We are only four days away from the end of 2011, and the 31st cannot come soon enough, as far as I am concerned. This year has been particularly trying for me and my family, what with a house (dryer) fire (and our subsequent four week displacement), hacked checking account, bed bug infestation as well as having to put down my beloved cat, Howie.
Yet 2011 has not been all that bad. Take, for instance, the fact that we all are in relatively good health. There are no major medical issues of which to speak; our house is back in very good working order; we still have our dog, Bailey, who is an adorable piece of work. Furthermore, our daughter (my step-daughter) has several terrific and loyal friends, and has the privilege of attending one of this area’s better suburban school districts (West Irondequoit).
How Lucky Some Of Us Really Are
Comparatively speaking, things could be a whole lot worse. For instance, we live only a few short miles away from City of Rochester neighborhoods that have been in tragic decline for several decades. Building after city building is in varying stages of decay. It is these communities that comprise the unconscionably high poverty levels prevalent throughout the entire city.
In essence, this entire region, specifically the city, has a lot of work to do. Every year, every week, every day is mission critical for Rochester and its many socioeconomically beleaguered communities.
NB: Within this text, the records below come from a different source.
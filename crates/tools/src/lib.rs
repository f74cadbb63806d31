//! Tool layer — a registry mapping tool names to capability labels, input
//! schemas, and invoke functions, plus the built-in shell / filesystem /
//! web tools.
//!
//! The executor never hardcodes tool names: schemas exposed to the LLM are
//! built from the registry table, and dispatch goes through it. Tool
//! failures are values (`ToolOutcome` with `is_error`), never panics.

mod fs;
mod registry;
mod shell;
mod web;

pub use registry::{RegisteredTool, Tool, ToolOutcome, ToolRegistry};

use std::sync::Arc;

use ab_domain::config::ToolsConfig;

/// Build the default registry with the built-in tools.
pub fn builtin_registry(config: &ToolsConfig) -> ToolRegistry {
    let registry = ToolRegistry::new();

    registry.register(RegisteredTool {
        name: "shell_run".into(),
        capability: "shell.run".into(),
        definition: shell::definition(),
        handler: Arc::new(shell::ShellTool::new(config.shell.clone())),
    });

    registry.register(RegisteredTool {
        name: "fs_read".into(),
        capability: "filesystem.read".into(),
        definition: fs::read_definition(),
        handler: Arc::new(fs::FsReadTool::new(config.allowed_fs_root.clone())),
    });

    registry.register(RegisteredTool {
        name: "fs_write".into(),
        capability: "filesystem.write".into(),
        definition: fs::write_definition(),
        handler: Arc::new(fs::FsWriteTool::new(config.allowed_fs_root.clone())),
    });

    registry.register(RegisteredTool {
        name: "fs_list".into(),
        capability: "filesystem.read".into(),
        definition: fs::list_definition(),
        handler: Arc::new(fs::FsListTool::new(config.allowed_fs_root.clone())),
    });

    registry.register(RegisteredTool {
        name: "web_fetch".into(),
        capability: "web.fetch".into(),
        definition: web::definition(),
        handler: Arc::new(web::WebFetchTool::new(config.web.clone())),
    });

    registry
}
// ━━━━━━━━━━━━━━━━━━━━━━━━━━━━━━━━━━━━━━━━━━━━━━━━━━━━━━━━━━━━━━━━━━
// Adapter tasks
// ━━━━━━━━━━━━━━━━━━━━━━━━━━━━━━━━━━━━━━━━━━━━━━━━━━━━━━━━━━━━━━━━━━

/// Start the adapter when enabled and a token is present. Registers the
/// `telegram` channel and spawns the poll + render loops.
pub fn spawn_telegram_adapter(state: &AppState) -> bool {
    let config = state.config.frontends.adapters.telegram.clone();
    if !config.enabled {
        return false;
    }
    let Ok(token) = std::env::var(&config.token_env) else {
        tracing::warn!(
            env = %config.token_env,
            "telegram adapter enabled but token env is unset"
        );
        return false;
    };
    let Some(client) = BotClient::new(&config.api_base, &token) else {
        return false;
    };
    let client = std::sync::Arc::new(client);

    let cursor_path = state.config.workspace.state_dir.join("telegram_cursor.json");

    // Register the adapter as a channel so runtime fanout reaches it.
    let (event_tx, event_rx) = mpsc::channel::<Frame>(256);
    state.channels.register(ConnectedChannel {
        channel_id: TELEGRAM_CHANNEL.into(),
        client: TELEGRAM_CHANNEL.into(),
        connected_at: Utc::now(),
        sink: event_tx,
    });

    tokio::spawn(poll_loop(
        state.clone(),
        client.clone(),
        config.clone(),
        cursor_path,
    ));
    tokio::spawn(render_loop(client, config, event_rx));
    tracing::info!("telegram adapter started");
    true
}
Nevertheless, if there is to be significant progress achieved within the Rochester City School District, the city’s overall functionality, and the city’s immediate (and not so immediate) environs, I believe these things must be evident in 2012:
Our local leaders need to get real: Monroe County Executive is often cited, including just last week by the Rochester Business Journal, as this region’s most powerful figure. Regrettably, she has not taken advantage of her immense local influence and directed more genuine attention toward the chronic plight of the RCSD. In addition, another marginally popular politico, City of Rochester Mayor Tom Richards, appears more concerned with, well, playing politics (case in point: the MCC downtown campus tug of war) than seeking bona fide community solutions.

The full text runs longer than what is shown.